Deux ans plus tard, en 2007, alors qu'il dévoilait à Buenos Aires un document de la Conférence épiscopale latino-américaine, Mgr Bergoglio est revenu à la charge: «En Argentine, nous avons la peine de mort. Un enfant conçu par le viol d'une handicapée mentale peut être condamné à mort.»

Le premier pape sud-américain renouvellera-t-il la charge contre la révolution sexuelle? Plusieurs pensent que oui, parce qu'il provient de sociétés beaucoup plus fidèles au dogme catholique.

En 2006, un sondage de l'Institut de recherche américain Pew a révélé que l'Amérique latine est beaucoup plus hostile à l'avortement que le Canada ou l'Europe. Dans un sondage réalisé en 2011 en Argentine, même l'organisme américain Catholiques pour un libre choix n'a pas trouvé de majorité en faveur de l'avortement libre au cours du premier trimestre de grossesse. On envisageait alors une loi en ce sens (la présidente Cristina Kirchner a fini par mettre un terme au débat, une décision que plusieurs observateurs lient à une fausse couche de sa belle-fille).

«La culture de la mort»

«Bergoglio n'aura pas peur de parler de la culture de la mort», explique Jorge Rouillon, journaliste religieux au quotidien La Nación. «Il est d'abord intéressé par les questions sociales, mais il n'aura pas peur de répondre franchement si on lui pose la question. Il a popularisé ici la dévotion à saint Ramon Nonato, un Espagnol du XIIIe siècle qui est le patron de la fertilité.»

Martino Rigacci, qui est, depuis Buenos Aires, responsable de la couverture latino-américaine pour l'agence de presse italienne Ansa, note que «même les sandinistes au Nicaragua n'ont pas réussi à légaliser l'avortement».

Clelia Luro de Podestà, militante pour le mariage des prêtres qui a épousé un évêque défroqué dans les années 70, confirme que la morale sexuelle de l'Église ne scandalise pas vraiment les catholiques argentins. «Pour nous, l'important n'est pas l'encyclique Humanae Vitae, qui a interdit la contraception en 1968, mais Popularum Progressio, qui a centré le message de l'Église sur les pauvres», dit Mme de Podestà, dont le mari était un ami de Mgr Bergoglio.

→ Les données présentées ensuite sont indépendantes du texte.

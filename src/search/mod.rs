//! # Member Search
//!
//! Condition object, predicate composition, paging, and the service tying
//! them to a [`crate::repository::MemberStore`].

pub mod condition;
pub mod page;
pub mod predicates;
pub mod service;

pub use condition::MemberSearchCondition;
pub use page::{Page, PageRequest, Sort, SortDirection, SortProperty};
pub use predicates::{compose, Predicate};
pub use service::MemberSearchService;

N'empêche, la présidente Kirchner a légalisé le mariage homosexuel, malgré l'opposition de Mgr Bergoglio. «Bergoglio est conscient des limites de son influence, dit Augusto Espina, prêtre de la banlieue de Buenos Aires. Il n'aime pas cela. Mais il est capable de faire des compromis. Pour les couples homosexuels, par exemple, il a soutenu les unions civiles, alors que l'Épiscopat argentin y était opposé. Finalement, tout le monde a perdu.»